To this retreat Marr guided the big Oregonian. From it he had a fairly complete view of the lobby. This was essential since presently, if things went well or if they did not go well, he must privily give a designated signal for the benefit of a Gulwing underling, a lesser member of the mob, who was already on hand, standing off and on in the offing. Sitting there Marr was well protected from the view of persons passing through, bound to or from the grill room, the desk or the elevators. This also was as it should be. Better still, he was practically out of sight of those who might approach the telephone operator to enlist her services in securing outside calls. The outjutting furniture of her desk and the flanks of the nearermost pay booth hid him from them; only the top of the young woman’s head was visible as she sat ten feet away, facing her perforated board.
The voices of her patrons came to him, and her voice as she repeated the numbers after them: “Greenwich 978, please.”
“Larchmont 54 party J.”
“Worth 9009, please, miss.”
“Vanderbilt 100.”
And so on and so forth, in a steady patter, like raindrops falling; but though he could hear he could not be seen. Altogether, the spot was, for his own purposes, admirably arranged.

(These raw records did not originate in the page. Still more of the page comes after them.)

#[cfg(test)]
mod tests {
    use super::*;
    use crate::gate::{Fixer, Gate};
    use async_trait::async_trait;
    use mender_types::{FixerOutput, Phase};
    use std::sync::atomic::{AtomicUsize, Ordering};
    use std::sync::Arc;

    /// Fails the first `failures` invocations, then passes.
    struct FlakyGate {
        failures: usize,
        calls: Arc<AtomicUsize>,
    }

    #[async_trait]
    impl Gate for FlakyGate {
        async fn invoke(&self, check: &str, _timeout: Duration) -> Result<CheckResult> {
            let n = self.calls.fetch_add(1, Ordering::SeqCst);
            if n < self.failures {
                Ok(CheckResult::failed(check, vec![format!("error: failure {n}")], Duration::from_millis(5)))
            } else {
                Ok(CheckResult::passed(check, Duration::from_millis(5)))
            }
        }
    }

    struct BrokenGate;

    #[async_trait]
    impl Gate for BrokenGate {
        async fn invoke(&self, check: &str, _timeout: Duration) -> Result<CheckResult> {
            Err(MenderError::GateError {
                check: check.into(),
                message: "cargo missing".into(),
            })
        }
    }

    struct HangingGate;

    #[async_trait]
    impl Gate for HangingGate {
        async fn invoke(&self, _check: &str, _timeout: Duration) -> Result<CheckResult> {
            std::future::pending().await
        }
    }

    struct EditingFixer {
        calls: Arc<AtomicUsize>,
    }

    #[async_trait]
    impl Fixer for EditingFixer {
        async fn fix(&self, request: &FixRequest) -> Result<FixerOutput> {
            self.calls.fetch_add(1, Ordering::SeqCst);
            Ok(FixerOutput::modified([format!("src/{}.rs", request.check)]))
        }
    }

    struct CrashingFixer;

    #[async_trait]
    impl Fixer for CrashingFixer {
        async fn fix(&self, request: &FixRequest) -> Result<FixerOutput> {
            Err(MenderError::FixerError {
                check: request.check.clone(),
                message: "agent not installed".into(),
            })
        }
    }

    fn context() -> PipelineContext {
        let mut ctx = PipelineContext::new(3);
        ctx.begin_iteration();
        ctx.set_phase(Phase::Phase2);
        ctx
    }

    fn runner() -> CheckRunner {
        CheckRunner::new(BackoffPolicy::default(), EventEmitter::default())
    }

    #[tokio::test(start_paused = true)]
    async fn first_try_pass_invokes_no_fixer() {
        let fixer_calls = Arc::new(AtomicUsize::new(0));
        let check = CheckDescriptor::new(
            "compilation",
            Phase::Phase2,
            Arc::new(FlakyGate { failures: 0, calls: Arc::new(AtomicUsize::new(0)) }),
            Arc::new(EditingFixer { calls: fixer_calls.clone() }),
        );
        let mut ctx = context();
        let record = runner().run(&check, &mut ctx, Deadline::none()).await;
        assert_eq!(record.outcome, CheckOutcome::Passed);
        assert_eq!(record.attempts.len(), 1);
        assert_eq!(fixer_calls.load(Ordering::SeqCst), 0);
        assert!(ctx.retries(Phase::Phase2).is_empty());
    }

    #[tokio::test(start_paused = true)]
    async fn failure_is_fixed_after_backoff() {
        let fixer_calls = Arc::new(AtomicUsize::new(0));
        let check = CheckDescriptor::new(
            "compilation",
            Phase::Phase2,
            Arc::new(FlakyGate { failures: 2, calls: Arc::new(AtomicUsize::new(0)) }),
            Arc::new(EditingFixer { calls: fixer_calls.clone() }),
        );
        let mut ctx = context();
        let started = Instant::now();
        let record = runner().run(&check, &mut ctx, Deadline::none()).await;

        assert_eq!(record.outcome, CheckOutcome::PassedAfterRetries);
        assert_eq!(record.retries, 2);
        assert_eq!(record.attempts.len(), 3);
        assert_eq!(fixer_calls.load(Ordering::SeqCst), 2);
        // 1s + 2s of backoff.
        assert_eq!(started.elapsed(), Duration::from_secs(3));
        assert_eq!(ctx.retries(Phase::Phase2)["compilation"], 2);
        assert_eq!(ctx.files_modified().len(), 1);
        assert_eq!(ctx.changes_applied().len(), 2);
    }

    #[tokio::test(start_paused = true)]
    async fn budget_exhaustion_escalates() {
        let check = CheckDescriptor::new(
            "linting",
            Phase::Phase2,
            Arc::new(FlakyGate { failures: usize::MAX, calls: Arc::new(AtomicUsize::new(0)) }),
            Arc::new(EditingFixer { calls: Arc::new(AtomicUsize::new(0)) }),
        );
        let mut ctx = context();
        let started = Instant::now();
        let record = runner().run(&check, &mut ctx, Deadline::none()).await;

        assert_eq!(record.outcome, CheckOutcome::Escalated);
        assert_eq!(record.retries, 3);
        assert_eq!(record.attempts.len(), 4);
        assert_eq!(started.elapsed(), Duration::from_secs(1 + 2 + 4));
        assert_eq!(record.last_result().unwrap().status, CheckStatus::Failed);
    }

    #[tokio::test(start_paused = true)]
    async fn gate_infra_error_consumes_no_retry() {
        let check = CheckDescriptor::new(
            "docs",
            Phase::Phase2,
            Arc::new(BrokenGate),
            Arc::new(EditingFixer { calls: Arc::new(AtomicUsize::new(0)) }),
        );
        let mut ctx = context();
        let record = runner().run(&check, &mut ctx, Deadline::none()).await;
        assert_eq!(record.outcome, CheckOutcome::Errored);
        assert_eq!(record.retries, 0);
        assert!(record.attempts[0].details[0].contains("cargo missing"));
    }

    #[tokio::test(start_paused = true)]
    async fn fixer_infra_error_is_warning_and_still_retries() {
        let check = CheckDescriptor::new(
            "tests",
            Phase::Phase2,
            Arc::new(FlakyGate { failures: 1, calls: Arc::new(AtomicUsize::new(0)) }),
            Arc::new(CrashingFixer),
        );
        let mut ctx = context();
        let record = runner().run(&check, &mut ctx, Deadline::none()).await;
        assert_eq!(record.outcome, CheckOutcome::PassedAfterRetries);
        assert_eq!(record.fixer_invocations[0].error.as_deref().map(|e| e.contains("agent not installed")), Some(true));
        assert_eq!(ctx.warnings().len(), 1);
        assert!(ctx.files_modified().is_empty());
    }

    #[tokio::test(start_paused = true)]
    async fn hanging_gate_is_cut_off_by_deadline() {
        let check = CheckDescriptor::new(
            "tests",
            Phase::Phase2,
            Arc::new(HangingGate),
            Arc::new(EditingFixer { calls: Arc::new(AtomicUsize::new(0)) }),
        );
        let mut ctx = context();
        let deadline = Deadline::after(Duration::from_secs(10));
        let record = runner().run(&check, &mut ctx, deadline).await;
        assert_eq!(record.outcome, CheckOutcome::Errored);
        assert!(record.attempts[0].details[0].contains("deadline"));
    }

    #[tokio::test(start_paused = true)]
    async fn backoff_past_deadline_errors_instead_of_sleeping() {
        let gate_calls = Arc::new(AtomicUsize::new(0));
        let check = CheckDescriptor::new(
            "formatting",
            Phase::Phase2,
            Arc::new(FlakyGate { failures: usize::MAX, calls: gate_calls.clone() }),
            Arc::new(EditingFixer { calls: Arc::new(AtomicUsize::new(0)) }),
        );
        let mut ctx = context();
        // Room for the 1s wait but not the following 2s one.
        let deadline = Deadline::after(Duration::from_millis(2500));
        let record = runner().run(&check, &mut ctx, deadline).await;
        assert_eq!(record.outcome, CheckOutcome::Errored);
        assert_eq!(gate_calls.load(Ordering::SeqCst), 2);
        assert_eq!(record.retries, 2);
    }

    #[tokio::test(start_paused = true)]
    async fn events_report_retries() {
        let events = EventEmitter::new(32);
        let mut rx = events.subscribe();
        let check = CheckDescriptor::new(
            "compilation",
            Phase::Phase2,
            Arc::new(FlakyGate { failures: 1, calls: Arc::new(AtomicUsize::new(0)) }),
            Arc::new(EditingFixer { calls: Arc::new(AtomicUsize::new(0)) }),
        );
        let mut ctx = context();
        CheckRunner::new(BackoffPolicy::default(), events)
            .run(&check, &mut ctx, Deadline::none())
            .await;

        let mut kinds = Vec::new();
        while let Ok(event) = rx.try_recv() {
            kinds.push(match event {
                PipelineEvent::CheckStarted { .. } => "started",
                PipelineEvent::FixerInvoked { .. } => "fixer",
                PipelineEvent::CheckRetrying { delay_ms, .. } => {
                    assert_eq!(delay_ms, 1000);
                    "retrying"
                }
                PipelineEvent::CheckCompleted { .. } => "completed",
                _ => "other",
            });
        }
        assert_eq!(kinds, vec!["started", "fixer", "retrying", "completed"]);
    }
}
//! Post-run analysis: an agent reads the final context and writes a
//! narrative for the run's outcome.

use std::path::Path;
use std::time::Duration;

use async_trait::async_trait;
use mender_tools::{truncate_output, TruncationMode};
use mender_types::{FinalStatus, MenderError, Result};
use serde::Serialize;

use crate::agent::{iteration_timeout, AgentCli, AGENT_BASE_TIMEOUT, AGENT_MAX_TIMEOUT};
use crate::context::ContextView;
use crate::patterns::PatternSummary;

/// Longest analysis kept in the report.
const MAX_ANALYSIS_CHARS: usize = 8000;

/// What an analyzer sees once the run has finished and the snapshot has been
/// committed or restored.
#[derive(Debug, Clone, Serialize)]
pub struct AnalysisRequest {
    pub status: FinalStatus,
    pub context: ContextView,
    pub patterns: PatternSummary,
    pub files_modified: Vec<String>,
    pub critical_errors: Vec<String>,
    #[serde(skip)]
    pub time_left: Option<Duration>,
}

#[async_trait]
pub trait RunAnalyzer: Send + Sync {
    async fn analyze(&self, request: &AnalysisRequest) -> Result<String>;
}

/// Template file name under `<prompts_dir>/analysis/` for each outcome.
pub fn analysis_template_name(status: FinalStatus) -> &'static str {
    match status {
        FinalStatus::Success => "success.md",
        FinalStatus::SuccessWithRetries => "success-with-issues.md",
        FinalStatus::Failure => "failure.md",
    }
}

pub struct AgentAnalyzer {
    agent: AgentCli,
    templates: Option<std::path::PathBuf>,
    base_timeout: Duration,
    max_timeout: Duration,
}

impl AgentAnalyzer {
    pub fn new(agent: AgentCli) -> Self {
        Self {
            agent,
            templates: None,
            base_timeout: AGENT_BASE_TIMEOUT,
            max_timeout: AGENT_MAX_TIMEOUT,
        }
    }

    /// Directory holding `success.md`, `success-with-issues.md` and `failure.md`.
    pub fn with_templates(mut self, dir: impl AsRef<Path>) -> Self {
        self.templates = Some(dir.as_ref().to_path_buf());
        self
    }

    pub fn with_timeouts(mut self, base: Duration, max: Duration) -> Self {
        self.base_timeout = base;
        self.max_timeout = max.max(base);
        self
    }

    fn instructions(&self, status: FinalStatus) -> String {
        self.templates
            .as_ref()
            .and_then(|dir| std::fs::read_to_string(dir.join(analysis_template_name(status))).ok())
            .unwrap_or_else(|| default_instructions(status).to_string())
    }

    pub fn build_prompt(&self, request: &AnalysisRequest) -> String {
        let context = serde_json::to_string_pretty(request).unwrap_or_else(|_| "{}".to_string());
        format!(
            "{}\n\n## Current Pipeline Context\n\n```json\n{context}\n```\n\n## Task\n\n\
             Analyze the run above and respond with a short summary for the people who \
             will review these changes. Do not edit any files.",
            self.instructions(request.status)
        )
    }
}

fn default_instructions(status: FinalStatus) -> &'static str {
    match status {
        FinalStatus::Success => {
            "# Run Analysis: success\n\nEvery check passed on the first attempt. Summarize \
             what was validated and note anything worth watching."
        }
        FinalStatus::SuccessWithRetries => {
            "# Run Analysis: success with repairs\n\nThe run succeeded only after fixers \
             edited files. Explain what was repaired, which checks needed help, and any \
             recurring or flaky failures that deserve a permanent fix."
        }
        FinalStatus::Failure => {
            "# Run Analysis: failure\n\nThe run failed and the working tree was rolled back. \
             Explain the most likely root cause, which checks never converged, and what a \
             human should look at first."
        }
    }
}

#[async_trait]
impl RunAnalyzer for AgentAnalyzer {
    async fn analyze(&self, request: &AnalysisRequest) -> Result<String> {
        let timeout = iteration_timeout(self.base_timeout, self.max_timeout, request.context.iteration);
        let timeout = request.time_left.map_or(timeout, |left| left.min(timeout));
        tracing::info!(status = ?request.status, timeout_ms = timeout.as_millis() as u64, "Running analysis agent");

        let run = self
            .agent
            .run(self.build_prompt(request), timeout)
            .await
            .map_err(MenderError::AnalysisError)?;
        if run.reply.is_failure() || !run.exited_cleanly {
            return Err(MenderError::AnalysisError(format!(
                "analysis agent reported an error: {}",
                truncate_output(&run.reply.result, 500, TruncationMode::Tail)
            )));
        }
        Ok(truncate_output(
            run.reply.result.trim(),
            MAX_ANALYSIS_CHARS,
            TruncationMode::HeadTail,
        ))
    }
}
//! Agent-driven review gate for the deep-analysis phase.
//!
//! The agent reads the pending changes and answers with a JSON verdict
//! `{"passed": bool, "findings": [..]}`. It must not edit files; repairs are
//! the fixer's job.

use std::time::{Duration, Instant};

use async_trait::async_trait;
use mender_tools::{truncate_output, TruncationMode};
use mender_types::{CheckResult, MenderError, Result};
use serde::Deserialize;

use crate::agent::{json_object, AgentCli};
use crate::gate::{Gate, MAX_FINDING_CHARS, MAX_FINDING_LINES};

#[derive(Debug, Deserialize)]
struct Verdict {
    passed: bool,
    #[serde(default)]
    findings: Vec<String>,
}

pub struct ReviewGate {
    agent: AgentCli,
    template: Option<String>,
}

impl ReviewGate {
    pub fn new(agent: AgentCli) -> Self {
        Self {
            agent,
            template: None,
        }
    }

    pub fn with_template(mut self, template: impl Into<String>) -> Self {
        self.template = Some(template.into());
        self
    }

    pub fn build_prompt(&self, check: &str) -> String {
        let instructions = self
            .template
            .clone()
            .unwrap_or_else(|| default_review_instructions(check));
        format!(
            "{instructions}\n\n\
             ## Task\n\n\
             Review the uncommitted changes in this repository (`git diff HEAD` and \
             untracked files) for the `{check}` check. Do not edit any files.\n\n\
             Reply with a single JSON object and nothing else:\n\n\
             {{\"passed\": true | false, \"findings\": [\"one concrete problem per entry, with file:line\"]}}"
        )
    }
}

fn default_review_instructions(check: &str) -> String {
    let focus = match check {
        "code-review" => {
            "Check the changes against Rust conventions: error propagation instead of \
             panics, ownership and borrowing that reads naturally, no dead code, naming \
             consistent with the surrounding module."
        }
        "testing" => {
            "Check that the changed behaviour is covered by tests, that edge cases and \
             error paths are exercised, and that no test was weakened or skipped."
        }
        "security-audit" => {
            "Look for injection through shell commands, secrets in code or logs, unchecked \
             input reaching the filesystem, and `unsafe` blocks without a stated invariant."
        }
        "integration" => {
            "Check that the changes fit the rest of the system: public APIs keep their \
             contracts, configuration and callers are updated together, and nothing \
             depends on state the change removed."
        }
        _ => "Review the changes for correctness and maintainability.",
    };
    format!("# Review: {check}\n\n{focus}")
}

fn parse_verdict(text: &str) -> std::result::Result<Verdict, String> {
    let body = json_object(text).ok_or_else(|| "review reply contains no JSON verdict".to_string())?;
    serde_json::from_str(body).map_err(|e| format!("unreadable review verdict: {e}"))
}

#[async_trait]
impl Gate for ReviewGate {
    async fn invoke(&self, check: &str, timeout: Duration) -> Result<CheckResult> {
        let started = Instant::now();
        let gate_error = |message: String| MenderError::GateError {
            check: check.to_string(),
            message,
        };

        tracing::info!(check = %check, program = %self.agent.program(), "Requesting agent review");
        let run = self
            .agent
            .run(self.build_prompt(check), timeout)
            .await
            .map_err(gate_error)?;
        if run.reply.is_failure() || !run.exited_cleanly {
            return Err(gate_error(format!(
                "review agent reported an error: {}",
                truncate_output(&run.reply.result, 500, TruncationMode::Tail)
            )));
        }

        let verdict = parse_verdict(&run.reply.result).map_err(gate_error)?;
        let duration = started.elapsed();
        if verdict.passed {
            return Ok(CheckResult::passed(check, duration));
        }

        let mut details: Vec<String> = verdict
            .findings
            .into_iter()
            .filter(|f| !f.trim().is_empty())
            .take(MAX_FINDING_LINES)
            .map(|f| truncate_output(&f, MAX_FINDING_CHARS, TruncationMode::Tail))
            .collect();
        if details.is_empty() {
            details.push(format!("{check} review failed without findings"));
        }
        tracing::debug!(check = %check, findings = details.len(), "Review failed");
        Ok(CheckResult::failed(check, details, duration))
    }
}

So they sat and smoked, and pretty soon, the occasion and the conditions and the time being ripe, Marr outlined to his new friend Hartridge, on pledge of secrecy, a wonderfully safe and wonderfully simple plan for taking its ill-gotten money away from a Tenderloin pool room. Swiftly he sketched in the details; the opportunity, he divulged in strict confidence, had just come to him. He confessed to having taken a great liking to Hartridge during their short acquaintance; Hartridge had impressed him as one who might be counted upon to know a good thing when he saw it, and so, inspired by these convictions, he was going to give Hartridge a chance to join him in the plunge and share with him the juicy proceeds. Besides, the more money risked the greater the killing. He himself had certain funds in hand, but more funds were needed if a real fortune was to be realized.
There was need, though, for prompt decision on the part of all concerned, because that very afternoon–in fact, within that same hour–there in the Roychester he was to meet, by appointment, the conniving manager of an uptown branch office of the telegraph company, who would cooperate in the undertaking and upon whose good offices in withholding flashed race results at Belmont Park until his fellow conspirators, acting on the information, could get their bets down upon the winners, depended the success of the venture. Only, strictly speaking, it would not be a venture at all, but a moral certainty, a cinch, the surest of all sure things. Guaranties against mischance entailing loss would be provided; he could promise his friend Hartridge that; and the telegraph manager, when he came shortly, would add further proof.
The question then was: Would Hartridge join him as a partner? And if so, about how much, in round figures, would Hartridge be willing to put up? He must know this in advance because he was prepared to match Hartridge’s investment dollar for dollar.